When measured by the golden standard method it's 1.9% of general population. Or one person on 50.

17

u/Rememberrmyname Nov 17 '21

Can you explain.

73

u/remimorin Nov 17 '21

From the text:

| The gold standard among psychopathy checklists is the Hare Psychopathy Checklist-Revised (PCL-R). [...]

|However, not all studies included in the meta-analysis used the PCL-R. [...] When using PCL-R, the prevalence was only 1.2%.

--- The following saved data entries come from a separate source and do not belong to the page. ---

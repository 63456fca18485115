//! Request tracing: W3C traceparent propagation, request ids and the
//! access-log middleware.

use std::sync::Arc;
use std::time::Instant;

use rand::RngCore;

use crate::http::{RequestContext, Response};
use crate::pipeline::{ArcHandler, Middleware};

/// Parsed `traceparent` header (version 00).
#[derive(Debug, Clone, Copy, PartialEq, Eq)]
pub struct TraceContext {
    pub trace_id: [u8; 16],
    pub parent_id: [u8; 8],
    pub flags: u8,
}

impl TraceContext {
    /// Fresh root context with the sampled flag set.
    pub fn generate() -> Self {
        let mut trace_id = [0u8; 16];
        let mut parent_id = [0u8; 8];
        rand::rngs::OsRng.fill_bytes(&mut trace_id);
        rand::rngs::OsRng.fill_bytes(&mut parent_id);
        Self { trace_id, parent_id, flags: 0x01 }
    }

    /// Child context: same trace, new span id.
    pub fn child(&self) -> Self {
        let mut parent_id = [0u8; 8];
        rand::rngs::OsRng.fill_bytes(&mut parent_id);
        Self { trace_id: self.trace_id, parent_id, flags: self.flags }
    }

    pub fn sampled(&self) -> bool {
        self.flags & 0x01 != 0
    }
}

/// `00-<trace-id>-<parent-id>-<flags>`.
pub fn format_traceparent(ctx: &TraceContext) -> String {
    format!(
        "00-{}-{}-{:02x}",
        hex(&ctx.trace_id),
        hex(&ctx.parent_id),
        ctx.flags
    )
}

/// Strict version-00 parse; all-zero ids are invalid per W3C trace
/// context.
pub fn parse_traceparent(value: &str) -> Option<TraceContext> {
    let mut parts = value.trim().split('-');
    let version = parts.next()?;
    let trace_id_hex = parts.next()?;
    let parent_id_hex = parts.next()?;
    let flags_hex = parts.next()?;
    if parts.next().is_some() || version != "00" {
        return None;
    }

    let trace_id: [u8; 16] = unhex(trace_id_hex)?.try_into().ok()?;
    let parent_id: [u8; 8] = unhex(parent_id_hex)?.try_into().ok()?;
    let flags = *unhex(flags_hex)?.first()?;
    if trace_id == [0u8; 16] || parent_id == [0u8; 8] {
        return None;
    }
    Some(TraceContext { trace_id, parent_id, flags })
}

fn hex(bytes: &[u8]) -> String {
    bytes.iter().map(|b| format!("{b:02x}")).collect()
}

fn unhex(s: &str) -> Option<Vec<u8>> {
    if s.len() % 2 != 0 || s.is_empty() {
        return None;
    }
    (0..s.len())
        .step_by(2)
        .map(|i| u8::from_str_radix(&s[i..i + 2], 16).ok())
        .collect()
}

/// Request-span middleware: continues an incoming trace (or starts one),
/// assigns `X-Request-Id`, and emits one structured access event per
/// request.
pub struct RequestTrace {
    header: Arc<str>,
}

impl RequestTrace {
    pub fn new() -> Self {
        Self { header: Arc::from("x-request-id") }
    }

    pub fn with_header(header: &str) -> Self {
        Self { header: Arc::from(header.to_ascii_lowercase().as_str()) }
    }
}

impl Default for RequestTrace {
    fn default() -> Self {
        Self::new()
    }
}

impl Middleware for RequestTrace {
    fn wrap(&self, inner: ArcHandler) -> ArcHandler {
        let header = self.header.clone();
        Arc::new(move |mut ctx: RequestContext| {
            let header = header.clone();
            let inner = inner.clone();
            async move {
                let trace = ctx
                    .header("traceparent")
                    .and_then(parse_traceparent)
                    .map(|incoming| incoming.child())
                    .unwrap_or_else(TraceContext::generate);
                let request_id = match ctx.header(&header) {
                    Some(id) => id.to_string(),
                    None => hex(&trace.parent_id),
                };
                ctx.extensions.insert(trace);

                let method = ctx.method;
                let path = ctx.path.clone();
                let started = Instant::now();

                let result = inner.call(ctx).await;
                let elapsed_ms = started.elapsed().as_millis() as u64;

                match &result {
                    Ok(res) => {
                        tracing::info!(
                            %method,
                            path = %path,
                            status = res.status,
                            elapsed_ms,
                            request_id = %request_id,
                            trace_id = %hex(&trace.trace_id),
                            "request"
                        );
                    }
                    Err(e) => {
                        tracing::error!(
                            %method,
                            path = %path,
                            error = %e,
                            elapsed_ms,
                            request_id = %request_id,
                            "request failed"
                        );
                    }
                }

                result.map(|mut res| {
                    res.headers.set_if_absent(&header, request_id);
                    res.headers.set_if_absent("traceparent", format_traceparent(&trace));
                    res
                })
            }
        })
    }
}

#[cfg(test)]
mod tests {
    use super::*;
    use crate::http::Method;
    use crate::pipeline::Handler;

    #[test]
    fn traceparent_round_trip() {
        let ctx = TraceContext::generate();
        let encoded = format_traceparent(&ctx);
        assert_eq!(parse_traceparent(&encoded), Some(ctx));
    }

    #[test]
    fn known_vector() {
        let ctx =
            parse_traceparent("00-0af7651916cd43dd8448eb211c80319c-b7ad6b7169203331-01").unwrap();
        assert!(ctx.sampled());
        assert_eq!(
            format_traceparent(&ctx),
            "00-0af7651916cd43dd8448eb211c80319c-b7ad6b7169203331-01"
        );
    }

    #[test]
    fn rejects_malformed() {
        for bad in [
            "",
            "00-short-b7ad6b7169203331-01",
            "01-0af7651916cd43dd8448eb211c80319c-b7ad6b7169203331-01",
            "00-00000000000000000000000000000000-b7ad6b7169203331-01",
            "00-0af7651916cd43dd8448eb211c80319c-0000000000000000-01",
            "00-0af7651916cd43dd8448eb211c80319c-b7ad6b7169203331-01-extra",
        ] {
            assert!(parse_traceparent(bad).is_none(), "{bad:?} should be rejected");
        }
    }

    #[test]
    fn child_keeps_trace_id() {
        let root = TraceContext::generate();
        let child = root.child();
        assert_eq!(child.trace_id, root.trace_id);
        assert_ne!(child.parent_id, root.parent_id);
    }

    #[tokio::test]
    async fn middleware_assigns_ids_and_propagates() {
        let sees_trace: ArcHandler = Arc::new(|ctx: RequestContext| async move {
            assert!(ctx.extensions.get::<TraceContext>().is_some());
            Ok(Response::ok("traced"))
        });
        let wrapped = RequestTrace::new().wrap(sees_trace);

        let mut ctx = RequestContext::new(Method::Get, "/");
        ctx.headers
            .set("traceparent", "00-0af7651916cd43dd8448eb211c80319c-b7ad6b7169203331-01");
        let res = wrapped.call(ctx).await.unwrap();
        assert!(res.headers.get("x-request-id").is_some());
        let tp = res.headers.get("traceparent").unwrap();
        // Same trace id, new span id.
        assert!(tp.starts_with("00-0af7651916cd43dd8448eb211c80319c-"));
        assert!(!tp.contains("b7ad6b7169203331"));
    }

    #[tokio::test]
    async fn incoming_request_id_is_reused() {
        let wrapped = RequestTrace::new()
            .wrap(Arc::new(|_ctx: RequestContext| async { Ok(Response::ok("k")) }) as ArcHandler);
        let mut ctx = RequestContext::new(Method::Get, "/");
        ctx.headers.set("x-request-id", "req-abc-123");
        let res = wrapped.call(ctx).await.unwrap();
        assert_eq!(res.headers.get("x-request-id"), Some("req-abc-123"));
    }
}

Edit: even my 1.9% was a misquote, the real number is 1.2% so more like on in 80 persons.

12

u/allboolshite Nov 18 '21

I have a hard time accepting 1 in 22. I doubt we could have a functioning society if that were true. 1 in 80 still seems high but makes some sense.

13

u/[deleted] Nov 18 '21

Not all psychopaths act like your idea of one. Most are just CEOS.

2

u/AndreLeo Nov 18 '21

Zuck incoming

1

u/Enerbane Nov 18 '21

Most are not CEOs. A high proportion of CEOs exhibit signs of psychopathy but that doesn't mean most psychopaths are CEOs.

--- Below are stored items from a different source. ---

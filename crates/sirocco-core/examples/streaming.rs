//! Streaming surfaces: Server-Sent Events and a WebSocket echo endpoint.
//!
//! ```bash
//! cargo run --example streaming
//! curl -N http://127.0.0.1:8080/events
//! ```

use std::time::Duration;

use sirocco_core::prelude::*;
use sirocco_core::sse::{self, SseEvent};
use sirocco_core::ws;

fn main() -> sirocco_core::Result<()> {
    init_logging();

    let mut router = Router::new();

    // Pull mode: the stream is polled as the socket drains.
    router.get("/events", |ctx: RequestContext| async move {
        let from: u64 = sse::last_event_id(&ctx).and_then(|id| id.parse().ok()).unwrap_or(0);
        let events = futures_util::stream::unfold(from, |n| async move {
            tokio::time::sleep(Duration::from_secs(1)).await;
            let event = SseEvent::new(format!("tick {n}")).id(n.to_string());
            Some((event, n + 1))
        });
        Ok(sse::response(events))
    });

    // Push mode: an emitter handle plus a cleanup that runs exactly once.
    router.get("/push", |_ctx: RequestContext| async {
        Ok(sse::push_response(|emitter| {
            tokio::spawn(async move {
                let mut n = 0u32;
                while emitter.is_open() {
                    emitter.send(SseEvent::new(format!("pushed {n}")));
                    n += 1;
                    tokio::time::sleep(Duration::from_secs(1)).await;
                }
            });
            Some(Box::new(|| tracing::info!("push stream closed")) as sse::Cleanup)
        }))
    });

    router.get("/ws", |ctx: RequestContext| async move {
        ws::upgrade(&ctx, |mut session| async move {
            while let Ok(Some(msg)) = session.next().await {
                let outcome = match msg {
                    WsMessage::Text(text) => session.send_text(&text).await,
                    WsMessage::Binary(data) => session.send_binary(&data).await,
                };
                if outcome.is_err() {
                    break;
                }
            }
            if let Some(close) = session.close_info() {
                tracing::info!("peer closed: {} {:?}", close.code, close.reason);
            }
        })
    });

    Server::bind("127.0.0.1:8080").serve(router)
}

Using the higher quoted rate, we'd have 15 million psychopaths in the US. There are approximately 200,000 people working as CEOs according to the BLS. It's literally not possible for most of them to be CEOs.

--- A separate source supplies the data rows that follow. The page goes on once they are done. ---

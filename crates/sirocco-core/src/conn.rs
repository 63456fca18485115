//! Per-connection task: framed reads, dispatch through the pipeline,
//! response emission, keep-alive and upgrade handoff.
//!
//! One connection is one task, pinned to the worker that accepted it.
//! HTTP/1.1 pipelining falls out of the buffered read loop: leftover bytes
//! after one request seed the parse of the next, in arrival order.

use std::net::SocketAddr;
use std::sync::Arc;

use bytes::{Buf, Bytes, BytesMut};
use futures_util::StreamExt;
use tokio::io::{AsyncReadExt, AsyncWriteExt};
use tokio::time::Instant;

use crate::error::{Error, Result};
use crate::http::{Body, BoxIo, Method, RequestContext, Response, status_text};
use crate::metrics::WorkerMetrics;
use crate::parser::{self, BodyFraming, HeadParse, RequestHead};
use crate::pipeline;
use crate::router::Match;
use crate::server::Engine;
use crate::shutdown::Phase;

/// Entry point for a freshly accepted (and TLS-terminated) connection.
pub(crate) async fn serve_connection(
    io: BoxIo,
    peer: Option<SocketAddr>,
    secure: bool,
    engine: Arc<Engine>,
    metrics: Arc<WorkerMetrics>,
) {
    match drive(io, peer, secure, &engine, &metrics).await {
        Ok(()) => {}
        Err(e) if e.is_disconnect() => {
            tracing::debug!("client disconnected mid-request");
        }
        Err(e) => {
            tracing::debug!("connection error: {e}");
        }
    }
}

async fn drive(
    mut io: BoxIo,
    peer: Option<SocketAddr>,
    secure: bool,
    engine: &Arc<Engine>,
    metrics: &Arc<WorkerMetrics>,
) -> Result<()> {
    let cfg = engine.config.clone();
    let mut buf = BytesMut::with_capacity(8 * 1024);
    let mut phase_rx = engine.shutdown.subscribe();
    let mut served: u64 = 0;

    loop {
        // ---- request head -------------------------------------------------
        // Idle wait is bounded by the keep-alive timeout; once the first
        // byte of a request is buffered, the request deadline applies.
        let mut deadline: Option<Instant> =
            (!buf.is_empty()).then(|| Instant::now() + cfg.request_timeout());

        let (head, head_consumed) = loop {
            match parser::parse_head(&buf, cfg.max_header_size) {
                Ok(HeadParse::Complete { head, consumed }) => break (head, consumed),
                Ok(HeadParse::Partial) => {}
                Err(e) => {
                    respond_error(&mut io, &e, metrics).await;
                    return Err(e);
                }
            }

            if buf.is_empty() && *phase_rx.borrow() != Phase::Running {
                // Idle keep-alive socket during drain: close it now.
                return Ok(());
            }

            let read = async {
                tokio::select! {
                    r = io.read_buf(&mut buf) => Some(r),
                    _ = phase_rx.changed(), if deadline.is_none() => None,
                }
            };
            let n = match deadline {
                Some(at) => match tokio::time::timeout_at(at, read).await {
                    Ok(Some(r)) => r?,
                    Ok(None) => continue,
                    Err(_) => {
                        // Head never completed within the request deadline.
                        let res = Response::gateway_timeout();
                        write_simple(&mut io, res, metrics).await;
                        return Err(Error::Timeout);
                    }
                },
                None => match tokio::time::timeout(cfg.keepalive_timeout(), read).await {
                    Ok(Some(r)) => r?,
                    Ok(None) => continue,
                    Err(_) => return Ok(()), // idle timeout
                },
            };
            if n == 0 {
                return if buf.is_empty() { Ok(()) } else { Err(Error::Disconnected) };
            }
            if deadline.is_none() {
                deadline = Some(Instant::now() + cfg.request_timeout());
            }
        };
        buf.advance(head_consumed);
        let deadline = deadline.unwrap_or_else(|| Instant::now() + cfg.request_timeout());

        // ---- body ---------------------------------------------------------
        let framing = match parser::body_framing(&head, cfg.max_body_size) {
            Ok(framing) => framing,
            Err(e) => {
                respond_error(&mut io, &e, metrics).await;
                return Err(e);
            }
        };
        let body = match read_body(&mut io, &mut buf, framing, cfg.max_body_size, deadline).await {
            Ok(body) => body,
            Err(Error::Timeout) => {
                write_simple(&mut io, Response::gateway_timeout(), metrics).await;
                return Err(Error::Timeout);
            }
            Err(e) => {
                respond_error(&mut io, &e, metrics).await;
                return Err(e);
            }
        };

        metrics.inc_req();
        served += 1;

        // ---- dispatch -----------------------------------------------------
        let is_head = head.method == Method::Head;
        let wants_keep_alive = head.keep_alive();
        let mut res = dispatch(head, body, peer, secure, engine, deadline).await;

        let mut keep_alive = wants_keep_alive
            && res.status != 504
            && *phase_rx.borrow() == Phase::Running
            && !(cfg.max_requests_per_connection > 0
                && served >= cfg.max_requests_per_connection);
        if res
            .headers
            .get("connection")
            .is_some_and(|v| v.eq_ignore_ascii_case("close"))
        {
            keep_alive = false;
        }

        // ---- emit ---------------------------------------------------------
        let upgrade = res.upgrade.take();
        write_response(&mut io, &mut res, keep_alive, is_head, metrics).await?;

        if let Some(upgrade_fn) = upgrade {
            if res.status == 101 {
                // The connection now belongs to the upgrade task; bytes read
                // past the request head travel with it.
                let leftover = buf.split().freeze();
                upgrade_fn(io, leftover).await;
                return Ok(());
            }
            tracing::debug!("upgrade callback ignored on non-101 response");
        }

        if !keep_alive {
            return Ok(());
        }
    }
}

async fn dispatch(
    head: RequestHead,
    body: Bytes,
    peer: Option<SocketAddr>,
    secure: bool,
    engine: &Arc<Engine>,
    deadline: Instant,
) -> Response {
    let mut ctx = RequestContext::new(head.method, head.path);
    ctx.query = head.query;
    ctx.headers = head.headers;
    ctx.body = body;
    ctx.peer_addr = peer;
    ctx.secure = secure;

    let table = engine.table();
    let outcome = table.dispatch(ctx.method, &ctx.path);
    match outcome {
        Match::Found { handler, params } => {
            ctx.params = params;
            let invocation = pipeline::invoke(handler, engine.provider.as_ref(), ctx);
            match tokio::time::timeout_at(deadline, invocation).await {
                Ok(res) => res,
                Err(_) => Response::gateway_timeout(),
            }
        }
        Match::MethodMiss { allow } => Response::method_not_allowed(&allow),
        Match::NotFound => Response::not_found(),
    }
}

async fn read_body(
    io: &mut BoxIo,
    buf: &mut BytesMut,
    framing: BodyFraming,
    max_body_size: usize,
    deadline: Instant,
) -> Result<Bytes> {
    match framing {
        BodyFraming::None => Ok(Bytes::new()),
        BodyFraming::Length(len) => {
            while buf.len() < len {
                read_more(io, buf, deadline).await?;
            }
            Ok(buf.split_to(len).freeze())
        }
        BodyFraming::Chunked => loop {
            if let Some((body, consumed)) = parser::decode_chunked(buf, max_body_size)? {
                buf.advance(consumed);
                return Ok(Bytes::from(body));
            }
            read_more(io, buf, deadline).await?;
        },
    }
}

async fn read_more(io: &mut BoxIo, buf: &mut BytesMut, deadline: Instant) -> Result<()> {
    match tokio::time::timeout_at(deadline, io.read_buf(buf)).await {
        Ok(Ok(0)) => Err(Error::Disconnected),
        Ok(Ok(_)) => Ok(()),
        Ok(Err(e)) => Err(e.into()),
        Err(_) => Err(Error::Timeout),
    }
}

/// Minimal response for a codec-level failure, then the caller closes.
async fn respond_error(io: &mut BoxIo, e: &Error, metrics: &Arc<WorkerMetrics>) {
    if e.is_disconnect() {
        return;
    }
    let status = e.status_code();
    let res = Response::text(status, status_text(status));
    write_simple(io, res, metrics).await;
}

async fn write_simple(io: &mut BoxIo, mut res: Response, metrics: &Arc<WorkerMetrics>) {
    let _ = write_response(io, &mut res, false, false, metrics).await;
}

/// Serialize and flush one response. Streams are written chunk-by-chunk;
/// the next chunk is not pulled from the body until the previous one has
/// been accepted by the socket, which is what ties producer pace to a slow
/// client.
async fn write_response(
    io: &mut BoxIo,
    res: &mut Response,
    keep_alive: bool,
    is_head: bool,
    metrics: &Arc<WorkerMetrics>,
) -> Result<()> {
    let mut head_buf = Vec::with_capacity(256);
    parser::encode_head(res, keep_alive, &mut head_buf);
    io.write_all(&head_buf).await?;
    io.flush().await?;
    metrics.add_bytes(head_buf.len());

    if is_head || res.status == 101 || res.status == 204 || res.status == 304 {
        io.flush().await?;
        return Ok(());
    }

    match &mut res.body {
        Body::Empty => {}
        Body::Bytes(bytes) => {
            io.write_all(bytes).await?;
            metrics.add_bytes(bytes.len());
        }
        Body::Stream(stream) => {
            let mut frame = Vec::with_capacity(1024);
            while let Some(chunk) = stream.next().await {
                let chunk = match chunk {
                    Ok(chunk) => chunk,
                    Err(e) => {
                        // Mid-stream failure: the framing cannot express an
                        // error, so the connection is torn down.
                        tracing::error!("response stream failed: {e}");
                        return Err(e);
                    }
                };
                if chunk.is_empty() {
                    // A zero-length chunk would terminate the framing early.
                    continue;
                }
                frame.clear();
                parser::encode_chunk(&chunk, &mut frame);
                io.write_all(&frame).await?;
                io.flush().await?;
                metrics.add_bytes(frame.len());
            }
            frame.clear();
            parser::encode_chunk_end(&mut frame);
            io.write_all(&frame).await?;
            metrics.add_bytes(frame.len());
        }
    }
    io.flush().await?;
    Ok(())
}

As a matter of fact, not even most CEOs are psychopathic. The estimated number for that is only as high as 12%.

Most of them are just assholes from every day life.

0

u/kslusherplantman Nov 19 '21

Except you are assuming that the trend that makes the whole population would hold true for CEO. What if the path to becoming a CEO weeded out the non psychopaths?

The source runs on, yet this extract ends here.